Yucch. Didn't mean to dump out my whole life story (and part of me realizes this site appears on Google, which makes me nervous... going to have to pray one of them doesn't stumble across all of this, but on the other hand maybe it would do some good to have people know how I really feel for once.)
My mother was belittling. I figured out later that she really didn't like women. She thinks they are for breeding and cleaning. I think she's really jealous. The prettier the woman is, the worse she talks about her. I also had brother from h*ll who was four years older. He made my first 14 years a horrible nightmare. He was antisocial and became a serious alcoholic. He died a few years back. Sadly, no one grieved. My mother would never help me with him. She just ignored, so I learned to be as invisible as I could be so he wouldn't hit me or start his eternal insults. He hated me. Why, I don't know. Maybe it was because my father couldn't stand him, so he was picking out someone who was helpless to take it out on. Later he treated his own son the same way and made a total wreck out of the boy.
Why do we come back into these environments? i like to think it is because we are good people who are not afraid to do what needs to be done. Maybe we're tougher than most. I don't buy into the bit that we're looking for the forbidden love or any of that, since I don't care if my parents love me or not. They just were not going to leave their home, but couldn't live alone. I was the only one available and willing to do it.
BTW, my mother is a perfect example of a covert narcissist. If I were to get pulverized by a truck tomorrow, her only thought would be who was going to care for her now.
I think there are some things best not to tell a child.

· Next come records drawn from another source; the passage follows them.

//! Shared worksheet helpers for the workbook exports.

use chrono::{DateTime, Datelike, Utc};
use rust_xlsxwriter::{ExcelDateTime, Format, Worksheet, XlsxError};

use crate::{CURRENCY_FORMAT, DATE_FORMAT};

pub(crate) struct SheetFormats {
    pub header: Format,
    pub currency: Format,
    pub date: Format,
}

impl SheetFormats {
    pub(crate) fn new() -> Self {
        Self {
            header: Format::new().set_bold(),
            currency: Format::new().set_num_format(CURRENCY_FORMAT),
            date: Format::new().set_num_format(DATE_FORMAT),
        }
    }
}

pub(crate) fn write_header_row(
    worksheet: &mut Worksheet,
    headers: &[&str],
    format: &Format,
) -> Result<(), XlsxError> {
    for (col, header) in headers.iter().enumerate() {
        worksheet.write_with_format(0, col as u16, *header, format)?;
    }
    Ok(())
}

/// Writes a date cell, or an empty cell when the entry has no usable date.
pub(crate) fn write_date(
    worksheet: &mut Worksheet,
    row: u32,
    col: u16,
    date: Option<DateTime<Utc>>,
    format: &Format,
) -> Result<(), XlsxError> {
    match date {
        Some(date) => {
            let cell =
                ExcelDateTime::from_ymd(date.year() as u16, date.month() as u8, date.day() as u8)?;
            worksheet.write_with_format(row, col, cell, format)?;
        }
        None => {
            worksheet.write(row, col, "")?;
        }
    }
    Ok(())
}
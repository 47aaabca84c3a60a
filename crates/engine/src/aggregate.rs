//! Per-subject aggregation and the two status conventions.
//!
//! The detail view derives status from `debit - credit` while bulk
//! summaries derive it from `credit - debit`. The inversion is inherited
//! from the origin system and is reproduced here on purpose; see
//! [`SettlementStatus`] vs [`NetPosition`].

use serde::Serialize;

use crate::{LedgerEntry, Side, classify};

/// Totals for a single vendor or expense head.
///
/// All sums stay floating decimal; rounding happens only at display
/// formatting.
#[derive(Clone, Copy, Debug, Default, PartialEq, Serialize)]
pub struct SubjectTotals {
    /// Sum of all debit-side amounts, regardless of payment method.
    pub debit_total: f64,
    /// Sum of immediately-settled debit entries plus all credit-side
    /// entries.
    pub credit_total: f64,
    /// `debit_total - credit_total`.
    pub balance: f64,
}

impl SubjectTotals {
    /// Detail-view status, derived from `debit - credit`.
    pub fn status(&self) -> SettlementStatus {
        SettlementStatus::from_balance(self.balance)
    }
}

/// Detail-view status: positive balance means money is owed to the subject.
#[derive(Clone, Copy, Debug, PartialEq, Eq, Serialize)]
pub enum SettlementStatus {
    Payable,
    Advance,
    Settled,
}

impl SettlementStatus {
    pub fn from_balance(balance: f64) -> Self {
        if balance > 0.0 {
            Self::Payable
        } else if balance < 0.0 {
            Self::Advance
        } else {
            Self::Settled
        }
    }

    pub fn as_str(self) -> &'static str {
        match self {
            Self::Payable => "Payable",
            Self::Advance => "Advance",
            Self::Settled => "Settled",
        }
    }
}

/// Bulk-summary position, derived from `credit - debit` (sign inverted
/// relative to [`SettlementStatus`]).
#[derive(Clone, Copy, Debug, PartialEq, Eq, Serialize)]
pub enum NetPosition {
    TotalPayable,
    NetAdvance,
    Settled,
}

impl NetPosition {
    pub fn from_net(net: f64) -> Self {
        if net > 0.0 {
            Self::NetAdvance
        } else if net < 0.0 {
            Self::TotalPayable
        } else {
            Self::Settled
        }
    }

    pub fn as_str(self) -> &'static str {
        match self {
            Self::TotalPayable => "Total Payable",
            Self::NetAdvance => "Net Advance",
            Self::Settled => "Settled",
        }
    }
}

/// Sums one subject's entries into [`SubjectTotals`].
pub fn aggregate(entries: &[LedgerEntry]) -> SubjectTotals {
    let mut totals = SubjectTotals::default();
    for entry in entries {
        let class = classify(entry);
        match class.side {
            Side::Debit => {
                totals.debit_total += entry.amount;
                if class.settles_immediately {
                    totals.credit_total += entry.amount;
                }
            }
            Side::Credit => totals.credit_total += entry.amount,
        }
    }
    totals.balance = totals.debit_total - totals.credit_total;
    totals
}
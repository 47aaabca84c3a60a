//! Spreadsheet rendering for reconciled ledgers.
//!
//! Two output families: workbooks (`.xlsx` blobs) for bulk runs and
//! individual vendor ledgers, and a BOM-prefixed CSV for individual
//! expense-head ledgers. The vendor/expense format asymmetry is inherited
//! from the origin system and kept as-is.

use rust_xlsxwriter::XlsxError;
use thiserror::Error;

pub use bulk::bulk_workbook;
pub use filename::export_filename;
pub use subject::{expense_csv, vendor_workbook};

mod bulk;
mod filename;
mod sheet;
mod subject;

/// Errors an export run can surface to the user.
#[derive(Error, Debug)]
pub enum ExportError {
    /// Zero resulting rows: user-facing validation, aborts only the
    /// requested export.
    #[error("nothing to export: {0}")]
    Empty(String),
    #[error(transparent)]
    Workbook(#[from] XlsxError),
    #[error("csv write failed: {0}")]
    Csv(String),
}

/// Numeric format applied to every currency cell in workbooks.
pub(crate) const CURRENCY_FORMAT: &str = "₹ #,##0.00";
/// Numeric format applied to every date cell in workbooks.
pub(crate) const DATE_FORMAT: &str = "dd-mmm-yyyy";
/// Rendering of dates in CSV cells, matching the workbook display.
pub(crate) const CSV_DATE_FORMAT: &str = "%d-%b-%Y";
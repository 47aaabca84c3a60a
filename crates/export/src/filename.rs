//! Export filename construction.

use engine::DateRange;

/// Builds `{name}-ledger[-{from}-to-{to}].{extension}` with the subject
/// name sanitized for the filesystem.
pub fn export_filename(subject_name: &str, range: Option<&DateRange>, extension: &str) -> String {
    let base = sanitize(subject_name);
    match range {
        Some(range) => format!(
            "{base}-ledger-{}-to-{}.{extension}",
            range.from.format("%Y-%m-%d"),
            range.to.format("%Y-%m-%d"),
        ),
        None => format!("{base}-ledger.{extension}"),
    }
}

/// Non-alphanumeric characters become `-`; runs collapse and the ends are
/// trimmed so names like `M/s. Sharma & Sons` stay readable.
fn sanitize(name: &str) -> String {
    let mut out = String::with_capacity(name.len());
    let mut last_dash = true;
    for c in name.chars() {
        if c.is_alphanumeric() {
            out.push(c);
            last_dash = false;
        } else if !last_dash {
            out.push('-');
            last_dash = true;
        }
    }
    let out = out.trim_end_matches('-').to_string();
    if out.is_empty() { "subject".to_string() } else { out }
}
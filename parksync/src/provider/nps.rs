//! National Park Service developer API provider.

use super::http::HttpRequest;
use super::router::ServiceProvider;
use super::types::{DataKind, ProviderError, Service};

const BASE_URL: &str = "https://developer.nps.gov/api/v1";

/// Builds park detail and alert requests keyed by park code.
pub struct NpsProvider {
    api_key: Option<String>,
}

impl NpsProvider {
    pub fn new(api_key: Option<String>) -> Self {
        Self { api_key }
    }
}

impl ServiceProvider for NpsProvider {
    fn service(&self) -> Service {
        Service::Nps
    }

    fn build_request(
        &self,
        entity_code: &str,
        kind: DataKind,
    ) -> Result<HttpRequest, ProviderError> {
        let endpoint = match kind {
            DataKind::Details => "parks",
            DataKind::Alerts => "alerts",
            other => {
                return Err(ProviderError::UnsupportedKind {
                    service: Service::Nps,
                    kind: other,
                })
            }
        };
        let key = self
            .api_key
            .clone()
            .ok_or(ProviderError::MissingApiKey(Service::Nps))?;

        // NPS park codes are lowercase.
        HttpRequest::get(
            &format!("{}/{}", BASE_URL, endpoint),
            &[
                ("parkCode", entity_code.to_ascii_lowercase()),
                ("api_key", key),
            ],
        )
    }
}
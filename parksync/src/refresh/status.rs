//! Observable sweep status.

use std::fmt;

use chrono::{DateTime, Utc};
use serde::Serialize;

use crate::provider::DataKind;

use super::config::MAX_RECORDED_FAILURES;

/// Lifecycle of a sweep.
///
/// `Idle → Running → Completed | Cancelled`. Terminal states are final for
/// that sweep; a new start creates a new sweep.
#[derive(Debug, Clone, Copy, PartialEq, Eq, Serialize)]
#[serde(rename_all = "lowercase")]
pub enum SweepState {
    Idle,
    Running,
    Completed,
    Cancelled,
}

impl SweepState {
    pub fn is_terminal(&self) -> bool {
        matches!(self, SweepState::Completed | SweepState::Cancelled)
    }
}

impl fmt::Display for SweepState {
    fn fmt(&self, f: &mut fmt::Formatter<'_>) -> fmt::Result {
        let s = match self {
            SweepState::Idle => "idle",
            SweepState::Running => "running",
            SweepState::Completed => "completed",
            SweepState::Cancelled => "cancelled",
        };
        f.write_str(s)
    }
}

/// Position of the next pair to process.
#[derive(Debug, Clone, Copy, Default, PartialEq, Eq, Serialize)]
pub struct SweepCursor {
    pub entity_index: usize,
    pub kind_index: usize,
}

/// A pair the sweep gave up on.
#[derive(Debug, Clone, PartialEq, Eq, Serialize)]
pub struct SweepFailure {
    pub entity_code: String,
    pub data_kind: DataKind,
    /// Error label, e.g. `upstream_error`.
    pub error: String,
    pub message: String,
}

/// Snapshot of a sweep's progress.
#[derive(Debug, Clone, Serialize)]
pub struct SweepStatus {
    /// Monotonic id of the sweep; 0 when none has run.
    pub sweep_id: u64,
    pub state: SweepState,
    pub cursor: SweepCursor,
    /// Pairs in the matrix (entities × data kinds).
    pub total: usize,
    pub succeeded: usize,
    pub failed: usize,
    /// Times the sweep waited for a quota window to reset.
    pub rate_limited_waits: usize,
    /// Most recent failures, oldest first.
    pub failures: Vec<SweepFailure>,
    pub started_at: Option<DateTime<Utc>>,
    pub finished_at: Option<DateTime<Utc>>,
}

impl SweepStatus {
    /// Status reported when no sweep has been started.
    pub fn idle() -> Self {
        Self {
            sweep_id: 0,
            state: SweepState::Idle,
            cursor: SweepCursor::default(),
            total: 0,
            succeeded: 0,
            failed: 0,
            rate_limited_waits: 0,
            failures: Vec::new(),
            started_at: None,
            finished_at: None,
        }
    }

    pub(crate) fn running(sweep_id: u64, total: usize) -> Self {
        Self {
            sweep_id,
            state: SweepState::Running,
            total,
            started_at: Some(Utc::now()),
            ..Self::idle()
        }
    }

    /// Pairs processed so far.
    pub fn processed(&self) -> usize {
        self.succeeded + self.failed
    }

    /// Progress as a fraction from 0.0 to 1.0.
    pub fn progress_fraction(&self) -> f64 {
        if self.total == 0 {
            return 1.0;
        }
        self.processed() as f64 / self.total as f64
    }

    pub fn is_running(&self) -> bool {
        self.state == SweepState::Running
    }

    pub(crate) fn record_failure(&mut self, failure: SweepFailure) {
        self.failed += 1;
        if self.failures.len() == MAX_RECORDED_FAILURES {
            self.failures.remove(0);
        }
        self.failures.push(failure);
    }

    pub(crate) fn finish(&mut self, state: SweepState) {
        self.state = state;
        self.finished_at = Some(Utc::now());
    }
}

impl Default for SweepStatus {
    fn default() -> Self {
        Self::idle()
    }
}

#[cfg(test)]
mod tests {
    use super::*;

    fn failure(n: usize) -> SweepFailure {
        SweepFailure {
            entity_code: format!("E{}", n),
            data_kind: DataKind::Images,
            error: "upstream_error".to_string(),
            message: "boom".to_string(),
        }
    }

    #[test]
    fn test_idle_status() {
        let status = SweepStatus::idle();
        assert_eq!(status.state, SweepState::Idle);
        assert_eq!(status.sweep_id, 0);
        assert_eq!(status.progress_fraction(), 1.0);
        assert!(!status.is_running());
    }

    #[test]
    fn test_progress_fraction() {
        let mut status = SweepStatus::running(1, 10);
        assert_eq!(status.progress_fraction(), 0.0);

        status.succeeded = 4;
        status.record_failure(failure(0));
        assert_eq!(status.processed(), 5);
        assert_eq!(status.progress_fraction(), 0.5);
    }

    #[test]
    fn test_failure_list_is_bounded() {
        let mut status = SweepStatus::running(1, 1000);
        for n in 0..MAX_RECORDED_FAILURES + 5 {
            status.record_failure(failure(n));
        }
        assert_eq!(status.failed, MAX_RECORDED_FAILURES + 5);
        assert_eq!(status.failures.len(), MAX_RECORDED_FAILURES);
        assert_eq!(status.failures[0].entity_code, "E5");
    }

    #[test]
    fn test_terminal_states() {
        assert!(!SweepState::Idle.is_terminal());
        assert!(!SweepState::Running.is_terminal());
        assert!(SweepState::Completed.is_terminal());
        assert!(SweepState::Cancelled.is_terminal());
    }

    #[test]
    fn test_state_serializes_lowercase() {
        let json = serde_json::to_string(&SweepState::Cancelled).unwrap();
        assert_eq!(json, "\"cancelled\"");
    }
}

Good Lord, what a thing to tell even an adult child! But because she went straight on to tell you how she felt when you actually arrived and she instantly bonded with you, maybe she was reliving the extreme contrast between her feelings about babies Before and After. Her way of explaining - bizarrely! - how much she loved you, at first sight.
My dad once tried to convince me that mother had been pining for "another little girl" and that was why they went for a fourth baby. Yeah, right. Credo. I was born nine months after all those pre-Christmas parties - did he think I couldn't count? My birth certificate practically had "oops, accident" written all over it.
We're here because we're here because we're here because...
I agree with you about the shock of realising that our parents are getting old. I have vivid memories of the sea-change moment with each of them. My dad had brought over a biggish kitchen appliance for me, and as we got it out of his car he said "be careful, it's heavy." Well it wasn't. Not even sort of. And though he could just have been worrying about my back, it dawned on me that he must have struggled loading it in to the car... Noooo!!!
Really? You REALLY do admire me? Well - how about you spend a few hours with her so I can have relief?! Otherwise stop talking to me like I'm an angel here on Earth for the sole purpose of saving the elderly!!